Purtroppo molte delle vestali indignate da questo giudizio (giudizio storiografico certamente legittimo ma ormai privo, sulla base di tutta la documentazione esistente, della solidità scientifica che si dovrebbe pretendere) continuano a ritenere che la scelta sovietica fu giusta e oculata perché permise all’Urss di prepararsi per l’aggressione che avrebbe conosciuto da parte nazista quasi due anni dopo con l’Operazione Barbarossa (in realtà, come si sa, Stalin non approfittò affatto di “prepararsi” alla guerra e ritenne fino all’ultimo giorno false e fuorvianti le informazioni che le proprie spie gli mandavano sul prossimo attacco tedesco). Vorrei, in proposito, ricordare solo la reazione immediata alla notizia del Patto che ebbe Jules Humbert-Droz, dirigente dell’Internazionale comunista e presidente del partito comunista svizzero:
“La mia prima reazione verbale fu: «Merda! Non ci mancava che questa! Che fare? Naturalmente cercare di spiegarlo come volontà dell’Urss di restare fuori del conflitto e di mantenere il suo popolo in pace». È quello che facemmo. Io vissi comunque questo nuovo voltafaccia di Stalin come un tradimento di tutta la nostra politica di lotta contro il fascismo e per la pace”.

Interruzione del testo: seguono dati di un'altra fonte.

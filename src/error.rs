//! Fatal errors. Anything listed here aborts the whole invocation; shape
//! problems inside the document are warnings instead (see `processor::context`).

use std::io;
use std::path::PathBuf;
use thiserror::Error;

#[derive(Debug, Error)]
pub enum CodegenError {
    #[error("JSON parse error at byte offset {offset}: {message}")]
    Syntax { offset: usize, message: String },

    #[error("cannot read {}: {source}", path.display())]
    Read {
        path: PathBuf,
        #[source]
        source: io::Error,
    },

    #[error("cannot write {}: {source}", path.display())]
    Write {
        path: PathBuf,
        #[source]
        source: io::Error,
    },

    #[error("invalid config {}: {message}", path.display())]
    Config { path: PathBuf, message: String },

    #[error("formatting generated code")]
    Format(#[from] std::fmt::Error),
}

pub type Result<T> = std::result::Result<T, CodegenError>;
//! Emit the C++ header/source pair.
//!
//! Both modes walk the same processed project through `Emitter::table`, so an
//! array's bounds are computed once and printed identically by the `extern`
//! declaration and by the definition.

use std::collections::BTreeMap;
use std::fmt::{self, Write};

use crate::config::EmitConfig;
use crate::model::{
    Difficulty, GLOSSARY_SENTINEL, Language, LocalizedTriple, SECTION_SENTINEL, Section,
};
use crate::processor::context::GlyphRanges;
use crate::processor::projector::{ByAppearance, ByType};
use crate::processor::{ProcessedGame, ProcessedProject, group};

#[derive(Debug, Clone, Copy, PartialEq, Eq)]
pub enum Mode {
    /// Enums and `extern` declarations.
    Header,
    /// Definitions with literal data.
    Source,
}

pub fn emit(project: &ProcessedProject, mode: Mode, config: &EmitConfig) -> Result<String, fmt::Error> {
    let mut e = Emitter {
        out: String::new(),
        mode,
    };

    e.preamble(config)?;
    e.glossary(&project.ctx.glossary)?;
    for game in &project.games {
        e.game(game)?;
    }
    e.glyph_ranges(&project.ctx.glyphs)?;
    writeln!(e.out, "}}")?;

    Ok(e.out)
}

/// Escape a string for a C string literal. A backslash that already starts a
/// `\0` escape is left alone.
pub fn escape(s: &str) -> String {
    let mut out = String::with_capacity(s.len());
    let mut chars = s.chars().peekable();
    while let Some(c) = chars.next() {
        match c {
            '"' => out.push_str("\\\""),
            '\\' if chars.peek() == Some(&'0') => out.push('\\'),
            '\\' => out.push_str("\\\\"),
            '\n' => out.push_str("\\n"),
            c => out.push(c),
        }
    }
    out
}

/// `uint8_t` backing for fewer than 256 entries, so the sentinel plus the
/// entries still fit.
fn enum_base(count: usize) -> &'static str {
    if count < 256 { " : uint8_t" } else { "" }
}

struct Emitter {
    out: String,
    mode: Mode,
}

impl Emitter {
    fn preamble(&mut self, config: &EmitConfig) -> fmt::Result {
        match self.mode {
            Mode::Header => {
                writeln!(self.out, "#pragma once")?;
                writeln!(self.out, "#include <cstdint>")?;
            }
            Mode::Source => {
                writeln!(self.out, "#include \"{}\"", config.header_name)?;
            }
        }
        writeln!(self.out, "// Auto-generated by loc-codegen - DO NOT EDIT\n")?;
        writeln!(self.out, "namespace {} {{\n", config.root_namespace)
    }

    /// Header: `extern ty name[..];`. Source: `ty name[..]` plus whatever
    /// initializer `body` writes.
    fn table<F>(&mut self, ty: &str, name: &str, bounds: &[usize], body: F) -> fmt::Result
    where
        F: FnOnce(&mut String) -> fmt::Result,
    {
        let bounds: String = bounds.iter().map(|b| format!("[{b}]")).collect();
        match self.mode {
            Mode::Header => writeln!(self.out, "extern {ty} {name}{bounds};")?,
            Mode::Source => {
                writeln!(self.out, "{ty} {name}{bounds}")?;
                body(&mut self.out)?;
            }
        }
        writeln!(self.out)
    }

    /// Enumerations only exist in the header.
    fn enumeration<'a>(
        &mut self,
        name: &str,
        sentinel: &str,
        entries: impl ExactSizeIterator<Item = &'a str>,
    ) -> fmt::Result {
        if self.mode != Mode::Header {
            return Ok(());
        }
        writeln!(self.out, "enum {name}{}", enum_base(entries.len()))?;
        writeln!(self.out, "{{")?;
        writeln!(self.out, "    {sentinel},")?;
        for entry in entries {
            writeln!(self.out, "    {entry},")?;
        }
        writeln!(self.out, "}};\n")
    }

    fn glossary(&mut self, glossary: &BTreeMap<String, LocalizedTriple>) -> fmt::Result {
        self.enumeration(
            "th_glossary_t",
            GLOSSARY_SENTINEL,
            glossary.keys().map(String::as_str),
        )?;

        self.table(
            "const char*",
            "th_glossary_str",
            &[Language::ALL.len(), glossary.len() + 1],
            |out| {
                writeln!(out, "{{")?;
                for lang in Language::ALL {
                    writeln!(out, "    {{")?;
                    writeln!(out, "        \"\",")?;
                    for triple in glossary.values() {
                        writeln!(out, "        u8\"{}\",", escape(triple.get(lang)))?;
                    }
                    writeln!(out, "    }},")?;
                }
                writeln!(out, "}};")
            },
        )
    }

    fn game(&mut self, game: &ProcessedGame) -> fmt::Result {
        if game.is_real() {
            writeln!(self.out, "namespace {} {{\n", game.namespace)?;
            if let Some(p) = &game.projections {
                self.sections(&game.sections)?;
                self.by_appearance(&p.by_appearance)?;
                self.by_type(&p.by_type)?;
            }
        }

        for g in &game.groups {
            let bounds = group::dimensions(&g.tree);
            self.table("th_glossary_t", &g.name, &bounds, |out| {
                group::print(out, &g.tree, 0)
            })?;
        }

        if game.is_real() {
            writeln!(self.out, "}}\n")?;
        }
        Ok(())
    }

    fn sections(&mut self, sections: &[Section]) -> fmt::Result {
        self.enumeration(
            "th_sections_t",
            SECTION_SENTINEL,
            sections.iter().map(|s| s.name.as_str()),
        )?;

        let count = sections.len() + 1;
        self.table(
            "const char*",
            "th_sections_str",
            &[Language::ALL.len(), Difficulty::ALL.len(), count],
            |out| {
                writeln!(out, "{{")?;
                for lang in Language::ALL {
                    writeln!(out, "    {{")?;
                    for difficulty in Difficulty::ALL {
                        writeln!(out, "        {{")?;
                        writeln!(out, "            u8\"\",")?;
                        for s in sections {
                            let text = s.ranks.text(difficulty, lang);
                            writeln!(out, "            u8\"{}\",", escape(text))?;
                        }
                        writeln!(out, "        }},")?;
                    }
                    writeln!(out, "    }},")?;
                }
                writeln!(out, "}};")
            },
        )?;

        self.table("uint8_t", "th_sections_bgm", &[count], |out| {
            writeln!(out, "{{")?;
            writeln!(out, "    0,")?;
            for s in sections {
                writeln!(out, "    {},", s.bgm)?;
            }
            writeln!(out, "}};")
        })
    }

    fn by_appearance(&mut self, table: &ByAppearance) -> fmt::Result {
        self.table("th_sections_t", "th_sections_cba", &table.bounds(), |out| {
            writeln!(out, "{{")?;
            for plane in &table.cells {
                writeln!(out, "    {{")?;
                for row in plane {
                    write!(out, "        {{ ")?;
                    for name in ByAppearance::run(row) {
                        write!(out, "{name}, ")?;
                    }
                    writeln!(out, "}},")?;
                }
                writeln!(out, "    }},")?;
            }
            writeln!(out, "}};")
        })
    }

    fn by_type(&mut self, table: &ByType) -> fmt::Result {
        self.table("th_sections_t", "th_sections_cbt", &table.bounds(), |out| {
            writeln!(out, "{{")?;
            for pair in &table.lists {
                writeln!(out, "    {{")?;
                for list in pair {
                    write!(out, "        {{ ")?;
                    for name in table.padded(list, SECTION_SENTINEL) {
                        write!(out, "{name}, ")?;
                    }
                    writeln!(out, "}},")?;
                }
                writeln!(out, "    }},")?;
            }
            writeln!(out, "}};")
        })
    }

    fn glyph_ranges(&mut self, glyphs: &GlyphRanges) -> fmt::Result {
        for lang in Language::ALL {
            let extra: Vec<u32> = glyphs.extra(lang).collect();
            let name = format!("__thprac_loc_range_{}", lang.suffix());
            // baseline pair + one pair per code point + terminator
            let count = 2 + extra.len() * 2 + 1;
            self.table("wchar_t", &name, &[count], |out| {
                writeln!(out, "{{")?;
                writeln!(out, "    0x0020, 0x00FF,")?;
                for c in &extra {
                    writeln!(out, "    {c:#x}, {c:#x},")?;
                }
                writeln!(out, "    0")?;
                writeln!(out, "}};")
            })?;
        }
        Ok(())
    }
}

#[cfg(test)]
mod tests {
    use super::*;
    use crate::parser::Node;
    use crate::processor;

    fn build(json: &str, mode: Mode) -> String {
        let root: Node = serde_json::from_str(json).unwrap();
        let project = processor::run(&root);
        emit(&project, mode, &EmitConfig::default()).unwrap()
    }

    #[test]
    fn test_escape() {
        let test_cases = vec![
            ("He said \"hi\"\n", r#"He said \"hi\"\n"#),
            (r"C:\dir", r"C:\\dir"),
            (r"keep\0nul", r"keep\0nul"),
            ("trailing\\", r"trailing\\"),
            ("plain 弾幕", "plain 弾幕"),
        ];

        for (input, expected) in test_cases {
            assert_eq!(escape(input), expected, "{input:?}");
        }
    }

    #[test]
    fn test_enum_base() {
        assert_eq!(enum_base(0), " : uint8_t");
        assert_eq!(enum_base(255), " : uint8_t");
        assert_eq!(enum_base(256), "");
    }

    #[test]
    fn test_empty_document() {
        let header = build("{}", Mode::Header);
        assert_eq!(
            header,
            "#pragma once\n\
             #include <cstdint>\n\
             // Auto-generated by loc-codegen - DO NOT EDIT\n\n\
             namespace THPrac {\n\n\
             enum th_glossary_t : uint8_t\n\
             {\n    A0000ERROR_C,\n};\n\n\
             extern const char* th_glossary_str[3][1];\n\n\
             extern wchar_t __thprac_loc_range_zh[3];\n\n\
             extern wchar_t __thprac_loc_range_en[3];\n\n\
             extern wchar_t __thprac_loc_range_ja[3];\n\n\
             }\n"
        );
    }

    #[test]
    fn test_glossary_tables() {
        let json = r#"{"c": {"glossary": {"b": ["乙", "B", "べ"], "a": ["甲", "A \"q\"", "あ"]}}}"#;
        let header = build(json, Mode::Header);
        assert!(header.contains("enum th_glossary_t : uint8_t\n{\n    A0000ERROR_C,\n    a,\n    b,\n};\n"));
        assert!(header.contains("extern const char* th_glossary_str[3][3];\n"));

        let source = build(json, Mode::Source);
        assert!(source.starts_with("#include \"thprac_locale_def.h\"\n"));
        assert!(!source.contains("enum "));
        assert!(source.contains(
            "const char* th_glossary_str[3][3]\n{\n    {\n        \"\",\n        u8\"甲\",\n        u8\"乙\",\n    },\n    {\n        \"\",\n        u8\"A \\\"q\\\"\",\n        u8\"B\",\n    },\n"
        ));
    }

    #[test]
    fn test_section_tables() {
        let json = r#"{"g": {"namespace": "TH06", "sections": {
            "s1": {"bgm": 2, "appearance": [1, 1, 1], "!X": ["一", "One", "いち"]},
            "s3": {"appearance": [1, 1, 3], "!E": ["三", "Three", "さん"]}
        }}}"#;

        let header = build(json, Mode::Header);
        assert!(header.contains("namespace TH06 {\n\nenum th_sections_t : uint8_t\n{\n    A0000ERROR,\n    s1,\n    s3,\n};\n"));
        assert!(header.contains("extern const char* th_sections_str[3][4][3];\n"));
        assert!(header.contains("extern uint8_t th_sections_bgm[3];\n"));
        assert!(header.contains("extern th_sections_t th_sections_cba[1][1][4];\n"));
        assert!(header.contains("extern th_sections_t th_sections_cbt[1][2][3];\n"));

        let source = build(json, Mode::Source);
        assert!(source.contains("uint8_t th_sections_bgm[3]\n{\n    0,\n    2,\n    0,\n};\n"));
        assert!(source.contains("th_sections_t th_sections_cba[1][1][4]\n{\n    {\n        { s1, },\n    },\n};\n"));
        assert!(source.contains(
            "th_sections_t th_sections_cbt[1][2][3]\n{\n    {\n        { s1, s3, A0000ERROR, },\n        { A0000ERROR, A0000ERROR, A0000ERROR, },\n    },\n};\n"
        ));
        // English, normal: s1 set by !X, s3 only has easy
        assert!(source.contains(
            "        {\n            u8\"\",\n            u8\"One\",\n            u8\"\",\n        },\n"
        ));
    }

    #[test]
    fn test_groups_outside_and_inside_namespace() {
        let json = r#"{
            "shared": {"groups": {"g_all": [["a", "b"], ["c"]]}},
            "game": {"namespace": "TH07", "groups": {"g_one": "a"}}
        }"#;
        let header = build(json, Mode::Header);
        assert!(header.contains("extern th_glossary_t g_all[2][3];\n"));
        assert!(header.contains("namespace TH07 {\n"));
        assert!(header.contains("extern th_glossary_t g_one;\n"));

        let source = build(json, Mode::Source);
        assert!(source.contains(
            "th_glossary_t g_all[2][3]\n{\n    {\n        a,\n        b,\n    },\n    {\n        c,\n    },\n};\n"
        ));
        assert!(source.contains("th_glossary_t g_one\n= a;\n"));
    }

    #[test]
    fn test_glyph_tables() {
        let json = r#"{"g": {"namespace": "G", "sections": {
            "b": {"appearance": [1, 1, 2], "!X": ["面", "Stage 1", "面"]},
            "a": {"appearance": [1, 1, 1], "!X": ["一", "Stage 1", "一"]}
        }}}"#;
        let header = build(json, Mode::Header);
        assert!(header.contains("extern wchar_t __thprac_loc_range_zh[7];\n"));
        assert!(header.contains("extern wchar_t __thprac_loc_range_en[3];\n"));

        let source = build(json, Mode::Source);
        assert!(source.contains(
            "wchar_t __thprac_loc_range_zh[7]\n{\n    0x0020, 0x00FF,\n    0x4e00, 0x4e00,\n    0x9762, 0x9762,\n    0\n};\n"
        ));
        assert!(source.contains("wchar_t __thprac_loc_range_en[3]\n{\n    0x0020, 0x00FF,\n    0\n};\n"));
    }

    #[test]
    fn test_non_real_game_sections_are_not_emitted() {
        let json = r#"{"bucket": {"sections": {"s": {"!X": ["一", "x", "x"]}}}}"#;
        let header = build(json, Mode::Header);
        assert!(!header.contains("th_sections_t"));
        // glyphs still count
        assert!(header.contains("extern wchar_t __thprac_loc_range_zh[5];\n"));
    }

    #[test]
    fn test_shared_namespace_emits_one_section_enum() {
        let json = r#"{
            "a": {"namespace": "G", "sections": {"st1": {"appearance": [1, 1, 1]}}},
            "b": {"namespace": "G", "sections": {"st2": {"appearance": [1, 1, 1]}}, "groups": {"menu": "st1"}}
        }"#;
        let header = build(json, Mode::Header);
        assert_eq!(header.matches("enum th_sections_t").count(), 1);
        assert_eq!(header.matches("namespace G {").count(), 2);
        assert!(header.contains("extern th_glossary_t menu;\n"));
        assert!(!header.contains("st2"));
    }
}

Humbert-Droz ovviamente non sapeva che l’accordo prevedeva la spartizione della Polonia, che l’Urss invaderà il 17 settembre, facendo prigionieri decine di migliaia di militari polacchi (molti di loro massacrati nelle fosse di Katyn nell’aprile del 1940), mentre Hitler era in procinto di entrare a Varsavia.
Un confronto storico tra i due totalitarismi
Secondo punto: in realtà quello che si è voluto rifiutare da parte di molti non è una inesistente “equiparazione”, ma la possibilità stessa di una “comparazione”, di un “confronto” storico tra questi due totalitarismi (chiamiamoli pure in un altro modo se non ci piace questo termine, che è ormai, però, è decisamente generico e non più connotato dalle polemiche storiografiche degli anni ’50-’70). Mi ero illuso, ventidue anni fa, quando organizzai a Siena un convegno internazionale su “Fascismo, nazismo e comunismo: totalitarismi a confronto”, che finalmente questa possibilità di comparazione si fosse aperta e accolta in Italia.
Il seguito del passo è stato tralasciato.